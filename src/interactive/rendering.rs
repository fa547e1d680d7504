//! TUI rendering with ratatui
//!
//! Board, keyboard and post-game panel for the game interface.

use super::app::{App, MessageStyle};
use crate::core::{Feedback, KeyboardState, LetterFeedback, WORD_LENGTH};
use crate::game::{MAX_ATTEMPTS, Round};
use crate::output::formatters::{KEYBOARD_ROWS, details_lines, share_text, verdict};
use ratatui::{
    Frame,
    layout::{Alignment, Constraint, Direction, Layout, Rect},
    style::{Color, Modifier, Style},
    text::{Line, Span},
    widgets::{Block, BorderType, Borders, Paragraph, Wrap},
};

/// Main UI rendering function
pub fn ui(f: &mut Frame, app: &App) {
    let chunks = Layout::default()
        .direction(Direction::Vertical)
        .constraints([
            Constraint::Length(3),  // Header
            Constraint::Min(10),    // Main content
            Constraint::Length(3),  // Message
            Constraint::Length(1),  // Help
        ])
        .split(f.area());

    render_header(f, app, chunks[0]);

    let main_chunks = Layout::default()
        .direction(Direction::Horizontal)
        .constraints([Constraint::Percentage(55), Constraint::Percentage(45)])
        .split(chunks[1]);

    let left = Layout::default()
        .direction(Direction::Vertical)
        .constraints([
            Constraint::Length(MAX_ATTEMPTS as u16 + 2), // Board
            Constraint::Min(5),                           // Keyboard
        ])
        .split(main_chunks[0]);

    render_board(f, app.session.round(), left[0]);
    render_keyboard(f, &app.session.keyboard(), left[1]);
    render_details(f, app, main_chunks[1]);
    render_message(f, app, chunks[2]);
    render_help(f, app, chunks[3]);
}

fn render_header(f: &mut Frame, app: &App, area: Rect) {
    let header = Paragraph::new(format!("🟩 WORDQUIZ - {}", app.title()))
        .style(
            Style::default()
                .fg(Color::Cyan)
                .add_modifier(Modifier::BOLD),
        )
        .alignment(Alignment::Center)
        .block(
            Block::default()
                .borders(Borders::ALL)
                .border_type(BorderType::Rounded)
                .style(Style::default().fg(Color::Cyan)),
        );
    f.render_widget(header, area);
}

const fn feedback_color(feedback: LetterFeedback) -> Color {
    match feedback {
        LetterFeedback::Exact => Color::Green,
        LetterFeedback::Present => Color::Yellow,
        LetterFeedback::Absent => Color::DarkGray,
    }
}

fn tile(letter: char, feedback: Option<LetterFeedback>) -> Span<'static> {
    let style = match feedback {
        Some(mark) => Style::default()
            .fg(Color::Black)
            .bg(feedback_color(mark))
            .add_modifier(Modifier::BOLD),
        None => Style::default().fg(Color::White).add_modifier(Modifier::BOLD),
    };
    Span::styled(format!(" {letter} "), style)
}

fn submitted_line(guess: &str, feedback: &Feedback) -> Line<'static> {
    let mut spans = Vec::with_capacity(WORD_LENGTH * 2);
    for (letter, &mark) in guess.chars().zip(feedback.letters()) {
        spans.push(tile(letter, Some(mark)));
        spans.push(Span::raw(" "));
    }
    Line::from(spans)
}

fn open_line(letters: &str) -> Line<'static> {
    let mut spans = Vec::with_capacity(WORD_LENGTH * 2);
    let mut chars = letters.chars();
    for _ in 0..WORD_LENGTH {
        let letter = chars.next().unwrap_or('_');
        spans.push(tile(letter, None));
        spans.push(Span::raw(" "));
    }
    Line::from(spans)
}

fn render_board(f: &mut Frame, round: &Round, area: Rect) {
    let mut lines: Vec<Line> = round
        .feedback_rows()
        .iter()
        .map(|(guess, feedback)| submitted_line(guess.text(), feedback))
        .collect();

    if !round.status().is_terminal() {
        lines.push(open_line(round.composing()));
    }
    while lines.len() < MAX_ATTEMPTS {
        lines.push(open_line(""));
    }

    let board = Paragraph::new(lines).alignment(Alignment::Center).block(
        Block::default()
            .title(" Board ")
            .borders(Borders::ALL)
            .border_type(BorderType::Rounded),
    );
    f.render_widget(board, area);
}

fn render_keyboard(f: &mut Frame, keys: &KeyboardState, area: Rect) {
    let lines: Vec<Line> = KEYBOARD_ROWS
        .iter()
        .map(|row| {
            let spans: Vec<Span> = row
                .chars()
                .map(|letter| match keys.get(letter) {
                    Some(mark) => tile(letter, Some(mark)),
                    None => Span::styled(
                        format!(" {letter} "),
                        Style::default().fg(Color::Black).bg(Color::Gray),
                    ),
                })
                .collect();
            Line::from(spans)
        })
        .collect();

    let keyboard = Paragraph::new(lines).alignment(Alignment::Center).block(
        Block::default()
            .title(" Keyboard ")
            .borders(Borders::ALL),
    );
    f.render_widget(keyboard, area);
}

fn render_details(f: &mut Frame, app: &App, area: Rect) {
    let session = &app.session;

    let content: Vec<Line> = if !session.status().is_terminal() {
        vec![
            Line::from(format!(
                "Guess {}/{MAX_ATTEMPTS}",
                session.round().round() + 1
            )),
            Line::from(""),
            Line::from("Type letters, Enter to submit,"),
            Line::from("Backspace to delete."),
        ]
    } else if let Some(details) = session.details() {
        let mut lines = vec![
            Line::from(Span::styled(
                verdict(details),
                Style::default()
                    .fg(Color::Green)
                    .add_modifier(Modifier::BOLD),
            )),
            Line::from(""),
            Line::from(Span::styled(
                details.word.clone(),
                Style::default()
                    .fg(Color::Yellow)
                    .add_modifier(Modifier::BOLD),
            )),
        ];
        lines.extend(details_lines(details).into_iter().map(Line::from));

        if !session.is_restored() {
            let rows = session.round().feedback_rows();
            lines.push(Line::from(""));
            lines.extend(
                share_text(session.mode(), &rows, session.status())
                    .lines()
                    .map(|line| Line::from(line.to_string())),
            );
        }
        lines
    } else {
        vec![Line::from("Looking up the word...")]
    };

    let paragraph = Paragraph::new(content)
        .block(
            Block::default()
                .title(" Details ")
                .borders(Borders::ALL)
                .border_type(BorderType::Rounded),
        )
        .wrap(Wrap { trim: false });
    f.render_widget(paragraph, area);
}

fn render_message(f: &mut Frame, app: &App, area: Rect) {
    let (text, style) = match &app.message {
        Some(message) => {
            let style = match message.style {
                MessageStyle::Info => Style::default().fg(Color::White),
                MessageStyle::Success => Style::default().fg(Color::Green),
                MessageStyle::Error => Style::default().fg(Color::Red),
            };
            (message.text.as_str(), style)
        }
        None => ("", Style::default()),
    };

    let message = Paragraph::new(text)
        .style(style.add_modifier(Modifier::BOLD))
        .alignment(Alignment::Center)
        .block(Block::default().borders(Borders::ALL));
    f.render_widget(message, area);
}

fn render_help(f: &mut Frame, app: &App, area: Rect) {
    let help_text = if app.session.status().is_terminal() {
        "p: Practice word | q/Esc: Quit"
    } else {
        "Enter: Submit | Backspace: Delete | Esc: Quit"
    };

    let help = Paragraph::new(help_text)
        .alignment(Alignment::Center)
        .style(Style::default().fg(Color::DarkGray));
    f.render_widget(help, area);
}
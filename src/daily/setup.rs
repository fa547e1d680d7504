//! Puzzle setup at startup
//!
//! Combines the word list and the daily selector into the puzzle to play,
//! falling back to the embedded list when either is unavailable.

use super::{DailySelector, DailyStore, DateKey};
use crate::core::Word;
use crate::error::ServiceError;
use crate::game::{Dictionary, PuzzleMode};
use crate::wordlists::fallback_dictionary;
use log::{info, warn};
use rand::Rng;

/// Everything a session needs to start
#[derive(Debug, Clone)]
pub struct PuzzleSetup {
    pub dictionary: Dictionary,
    pub secret: Word,
    pub mode: PuzzleMode,
    /// The embedded list is in use; the daily guarantee does not hold
    pub offline: bool,
}

fn random_secret<R: Rng + ?Sized>(
    dictionary: &Dictionary,
    rng: &mut R,
) -> Result<Word, ServiceError> {
    dictionary
        .random_word(rng)
        .cloned()
        .ok_or_else(|| ServiceError::Corrupt("word list is empty".to_string()))
}

fn offline_setup<R: Rng + ?Sized>(rng: &mut R) -> Result<PuzzleSetup, ServiceError> {
    let dictionary = fallback_dictionary();
    let secret = random_secret(&dictionary, rng)?;

    Ok(PuzzleSetup {
        dictionary,
        secret,
        mode: PuzzleMode::Practice,
        offline: true,
    })
}

/// Decide the puzzle for `key`
///
/// - `practice`: a random word from the list, nothing stored
/// - otherwise: the daily word from the store
/// - word list or store unavailable: a random word from the embedded list,
///   nothing stored, practice mode
///
/// # Errors
/// Only if the embedded list itself is empty.
pub fn prepare_puzzle<S: DailyStore, R: Rng + ?Sized>(
    word_list: Result<Dictionary, ServiceError>,
    selector: &DailySelector<S>,
    key: DateKey,
    practice: bool,
    rng: &mut R,
) -> Result<PuzzleSetup, ServiceError> {
    let mut dictionary = match word_list {
        Ok(dictionary) => dictionary,
        Err(e) => {
            warn!("Word list unavailable, playing offline: {e}");
            return offline_setup(rng);
        }
    };

    if practice {
        let secret = random_secret(&dictionary, rng)?;
        info!("Starting practice game");
        return Ok(PuzzleSetup {
            dictionary,
            secret,
            mode: PuzzleMode::Practice,
            offline: false,
        });
    }

    match selector.resolve_todays_word(&key, &dictionary, rng) {
        Ok(secret) => {
            // The stored word may come from a different list
            if dictionary.insert(&secret) {
                info!("Daily word {secret} is not in the word list; accepting it as a guess");
            }
            info!("Daily puzzle for {key} ready");
            Ok(PuzzleSetup {
                dictionary,
                secret,
                mode: PuzzleMode::Daily(key),
                offline: false,
            })
        }
        Err(e) => {
            warn!("Daily store unavailable, playing offline: {e}");
            offline_setup(rng)
        }
    }
}
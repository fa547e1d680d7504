//! Word lists
//!
//! Loading the legal-guess list from a URL or a file, and the embedded
//! fallback used when neither is reachable.

mod embedded;
pub mod loader;

pub use embedded::{FALLBACK, FALLBACK_COUNT};
pub use loader::{DEFAULT_WORD_LIST_URL, WordSource, fallback_dictionary, parse_word_list};

#[cfg(test)]
mod tests {
    use super::*;

    #[test]
    fn fallback_count_matches_const() {
        assert_eq!(FALLBACK.len(), FALLBACK_COUNT);
    }

    #[test]
    fn fallback_words_are_valid() {
        for &word in FALLBACK {
            assert_eq!(word.len(), 5, "Word '{word}' is not 5 letters");
            assert!(
                word.chars().all(|c| c.is_ascii_lowercase()),
                "Word '{word}' contains non-lowercase chars"
            );
        }
    }

    #[test]
    fn fallback_dictionary_keeps_every_word() {
        assert_eq!(fallback_dictionary().len(), FALLBACK_COUNT);
    }
}
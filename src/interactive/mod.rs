//! Interactive TUI interface

mod app;
mod rendering;

pub use app::{App, MESSAGE_TTL, Message, MessageStyle, run_tui};
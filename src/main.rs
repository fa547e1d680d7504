//! WordQuiz - CLI
//!
//! Daily word guessing game with TUI and line modes.

use anyhow::{Context, Result};
use clap::{Parser, Subcommand};
use std::path::PathBuf;
use wordquiz::{
    commands::{run_simple, start_session},
    config::{Config, DEFAULT_DICTIONARY_URL, DEFAULT_LANGUAGE_PAIR, DEFAULT_TRANSLATION_URL},
    daily::TimeZoneChoice,
    logging,
    wordlists::{DEFAULT_WORD_LIST_URL, WordSource},
};

#[derive(Parser)]
#[command(
    name = "wordquiz",
    about = "Guess the daily five-letter word in six tries",
    version,
    author
)]
struct Cli {
    #[command(subcommand)]
    command: Option<Commands>,

    /// Word list: URL or path to a newline-delimited file
    #[arg(short = 'w', long, global = true, default_value = DEFAULT_WORD_LIST_URL)]
    wordlist: String,

    /// Play a practice word from the built-in list without network access
    #[arg(long, global = true)]
    offline: bool,

    /// Play a random practice word instead of the daily puzzle
    #[arg(short, long, global = true)]
    practice: bool,

    /// Time zone that decides the calendar day
    #[arg(long, global = true, value_enum, default_value_t = TimeZoneChoice::Utc)]
    timezone: TimeZoneChoice,

    /// Directory for daily records, completion flags and the log file
    #[arg(long, global = true, env = "WORDQUIZ_DATA_DIR")]
    data_dir: Option<PathBuf>,

    /// Translation language pair for the post-game lookup
    #[arg(long, global = true, default_value = DEFAULT_LANGUAGE_PAIR)]
    lang: String,

    /// Skip the post-game dictionary and translation lookup
    #[arg(long, global = true)]
    no_lookup: bool,

    /// Dictionary service base URL
    #[arg(long, global = true, env = "WORDQUIZ_DICTIONARY_URL", default_value = DEFAULT_DICTIONARY_URL)]
    dictionary_url: String,

    /// Translation service URL
    #[arg(long, global = true, env = "WORDQUIZ_TRANSLATION_URL", default_value = DEFAULT_TRANSLATION_URL)]
    translation_url: String,
}

#[derive(Subcommand)]
enum Commands {
    /// Interactive TUI mode (default)
    Play,

    /// Simple CLI mode (one guess per line, no TUI)
    Simple,
}

impl Cli {
    fn config(&self) -> Config {
        let data_dir = self
            .data_dir
            .clone()
            .unwrap_or_else(Config::default_data_dir);

        Config {
            word_source: WordSource::from_arg(&self.wordlist),
            offline: self.offline,
            practice: self.practice,
            timezone: self.timezone,
            lookup_enabled: !self.no_lookup,
            dictionary_url: self.dictionary_url.clone(),
            translation_url: self.translation_url.clone(),
            language_pair: self.lang.clone(),
            ..Config::with_data_dir(data_dir)
        }
    }
}

fn main() -> Result<()> {
    let cli = Cli::parse();
    let config = cli.config();

    // Default to Play mode if no command given
    let command = cli.command.unwrap_or(Commands::Play);

    match command {
        Commands::Play => run_play_command(&config),
        Commands::Simple => run_simple_command(&config),
    }
}

fn run_play_command(config: &Config) -> Result<()> {
    use wordquiz::interactive::{App, run_tui};

    let log_path = config.log_path();
    logging::init_file(&log_path)
        .with_context(|| format!("cannot open log file {}", log_path.display()))?;

    let session = start_session(config).context("no playable word list")?;
    run_tui(App::new(session))
}

fn run_simple_command(config: &Config) -> Result<()> {
    logging::init_stderr();

    let mut session = start_session(config).context("no playable word list")?;
    run_simple(&mut session)?;
    Ok(())
}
+-------+
**Task to carry out**
Copy out precisely the lines from the line with "#[arg(short, long, global = true)]" to the line with "service base URL" in the material above, including those two lines and omitting all the rest.

**Answer box**
    #[arg(short, long, global = true)]
    practice: bool,

    /// Time zone that decides the calendar day
    #[arg(long, global = true, value_enum, default_value_t = TimeZoneChoice::Utc)]
    timezone: TimeZoneChoice,

    /// Directory for daily records, completion flags and the log file
    #[arg(long, global = true, env = "WORDQUIZ_DATA_DIR")]
    data_dir: Option<PathBuf>,

    /// Translation language pair for the post-game lookup
    #[arg(long, global = true, default_value = DEFAULT_LANGUAGE_PAIR)]
    lang: String,

    /// Skip the post-game dictionary and translation lookup
    #[arg(long, global = true)]
    no_lookup: bool,

    /// Dictionary service base URL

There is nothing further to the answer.